During this time my right leg stopped spamming, which made my muscles shrink, I also lost the connection to my hamstring, which to this day is one of my biggest struggles.  When I got home and was able to start working out again I had a major breakthrough. My left leg started to bend on its own! Before this, Nancy would manually have to bend my leg and step it through for me, this was a huge milestone for me, walking on my own was a concept I could now see in the near future. 

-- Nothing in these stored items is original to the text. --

use std::path::Path;
use std::process::{exit, Command, ExitStatus};

use clap::{Parser, Subcommand, ValueEnum};

// ── CLI definition ─────────────────────────────────────────────────

#[derive(Parser)]
#[command(
    name = "xtask",
    about = "Task runner for the ride dispatch workspace",
    long_about = "A unified CLI for running the dispatch client, benchmarks,\n\
                  and CI checks in the ride dispatch workspace."
)]
struct Cli {
    #[command(subcommand)]
    command: Commands,
}

#[derive(Subcommand)]
enum Commands {
    /// Print the quote set for a trip
    Quote {
        #[arg(long, default_value_t = 10.0)]
        distance_km: f64,
        #[arg(long, default_value_t = 25.0)]
        duration_min: f64,
    },
    /// Run the driver simulator against the configured matching service
    Drive {
        #[arg(long, env = "RIDE_DRIVER_ID", default_value = "driver-1")]
        driver: String,
        /// Optional client config file
        #[arg(long)]
        config: Option<String>,
    },
    /// Run one simulated location acquisition
    Locate,
    /// Run Criterion benchmarks
    Bench,
    /// Compare benchmarks: stash changes, create baseline, restore, compare
    BenchCompare,
    /// Run CI checks (fmt, clippy, tests, smoke run, benchmarks)
    Ci {
        /// Job to run
        #[arg(value_enum, default_value_t = CiJob::Check)]
        job: CiJob,
    },
}

#[derive(Clone, ValueEnum)]
enum CiJob {
    /// Formatting, clippy, and tests
    Check,
    /// Run the offline binary subcommands
    Smoke,
    /// Run benchmarks
    Bench,
    /// Run check + smoke + bench
    All,
}

// ── helpers ────────────────────────────────────────────────────────

fn step(label: &str) {
    eprintln!("\n=== {label} ===");
}

fn spawn_status(program: &str, args: &[&str]) -> ExitStatus {
    eprintln!("+ {program} {}", args.join(" "));
    Command::new(program)
        .args(args)
        .status()
        .unwrap_or_else(|error| {
            eprintln!("failed to execute {program}: {error}");
            exit(1)
        })
}

fn run_cargo(args: &[&str]) {
    let status = spawn_status("cargo", args);
    if !status.success() {
        exit(status.code().unwrap_or(1));
    }
}

fn run_git(args: &[&str]) {
    let status = spawn_status("git", args);
    if !status.success() {
        exit(status.code().unwrap_or(1));
    }
}

fn run_dispatch(args: &[&str]) {
    let mut full = vec!["run", "-p", "ride_client", "--bin", "ride_dispatch", "--"];
    full.extend_from_slice(args);
    run_cargo(&full);
}

// ── CI jobs ────────────────────────────────────────────────────────

fn ci_check() {
    step("Check formatting");
    run_cargo(&["fmt", "--all", "--", "--check"]);

    step("Clippy");
    run_cargo(&[
        "clippy",
        "--all-targets",
        "--all-features",
        "--",
        "-D",
        "warnings",
    ]);

    step("Test ride_core");
    run_cargo(&["test", "-p", "ride_core"]);

    step("Test ride_client");
    run_cargo(&["test", "-p", "ride_client"]);
}

fn ci_smoke() {
    step("Quote a 10 km trip");
    run_dispatch(&["quote", "--distance-km", "10", "--duration-min", "25"]);

    step("Simulated rider acquisition");
    run_dispatch(&["locate", "--purpose", "rider"]);
}

fn ci_bench() {
    step("Run benchmarks");
    run_cargo(&["bench", "--package", "ride_core", "--bench", "performance"]);
}

// ── main ───────────────────────────────────────────────────────────

fn main() {
    let cli = Cli::parse();

    match cli.command {
        Commands::Quote {
            distance_km,
            duration_min,
        } => {
            let distance = distance_km.to_string();
            let duration = duration_min.to_string();
            run_dispatch(&[
                "quote",
                "--distance-km",
                &distance,
                "--duration-min",
                &duration,
            ]);
        }
        Commands::Drive { driver, config } => {
            let mut args = vec!["drive", "--driver", driver.as_str()];
            if let Some(config) = config.as_deref() {
                args.extend_from_slice(&["--config", config]);
            }
            run_dispatch(&args);
        }
        Commands::Locate => {
            run_dispatch(&["locate", "--purpose", "driver"]);
        }
        Commands::Bench => ci_bench(),
        Commands::BenchCompare => {
            let baseline_dir = Path::new("target/criterion");
            if baseline_dir.exists() {
                step("Removing existing benchmark data");
                if let Err(error) = std::fs::remove_dir_all(baseline_dir) {
                    eprintln!("failed to remove target/criterion: {error}");
                    exit(1);
                }
            }

            step("Stashing current changes");
            run_git(&[
                "stash",
                "push",
                "-m",
                "Temporary stash for benchmark comparison",
            ]);

            step("Running benchmark to create baseline");
            run_cargo(&[
                "bench",
                "--package",
                "ride_core",
                "--bench",
                "performance",
                "--",
                "--save-baseline",
                "main",
            ]);

            step("Reapplying changes");
            run_git(&["stash", "pop"]);

            step("Running benchmark comparing against baseline");
            run_cargo(&[
                "bench",
                "--package",
                "ride_core",
                "--bench",
                "performance",
                "--",
                "--baseline",
                "main",
            ]);

            eprintln!("\nDone! Check the output above to see performance comparison.");
        }
        Commands::Ci { job } => {
            match job {
                CiJob::Check => ci_check(),
                CiJob::Smoke => ci_smoke(),
                CiJob::Bench => ci_bench(),
                CiJob::All => {
                    ci_check();
                    ci_smoke();
                    ci_bench();
                }
            }
            eprintln!("\nCI job passed.");
        }
    }
}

After months of continuous hard work, I reached a goal that I thought was not quite attainable yet…I walked with my walker without any additional assistance.  It was a very slow walk but it felt so good to be “independent.”  I walk everyday with Nancy and then do a few laps of my house on my own.  2016 will be the year of Bean and I WILL conquer obstacles in my way and reach many goals I have set.  A giant goal I’ve had for a few years now is to open a paralysis recovery centre here in Edmonton, and I’m proud to say that Nancy and I have teamed up once again to bring a Paralysis Recovery Centre to offer hope and support to all Edmontonians suffering from a Spinal Cord Injury or associated disorders.  There is a huge need for an exercise based therapy program here. After you are discharged from the Glenrose Rehab Hospital there is currently nowhere to go to get direct one on one training with a certified kinesiologist who is educated and experienced in spinal cord injury recovery.  We plan on helping people in every way we can.  Though the core of our program will focus on intensive activity based training, we are looking to tackle recovery in a multifaceted way to maximize recovery opportunities which is why we are taking on the areas of nutrition, weight lifting technique/instruction, wheelchair skills and hot yoga adapted for those with physical disabilities.  We want to create an inclusive, judgement free atmosphere where clients can come workout, learn vital information and feel better about themselves.

 After going through all of these obstacles one thing has kept me going… I’m alive.  There is a reason why I have gotten through all these adversities and that is to live life. I am not the type of person to give up and let life roll over me, as long as I have breath I will continue to push and fight my way through any obstacle in my way.  If there’s a lesson to be learned here, it is to never give up, stay positive and love life.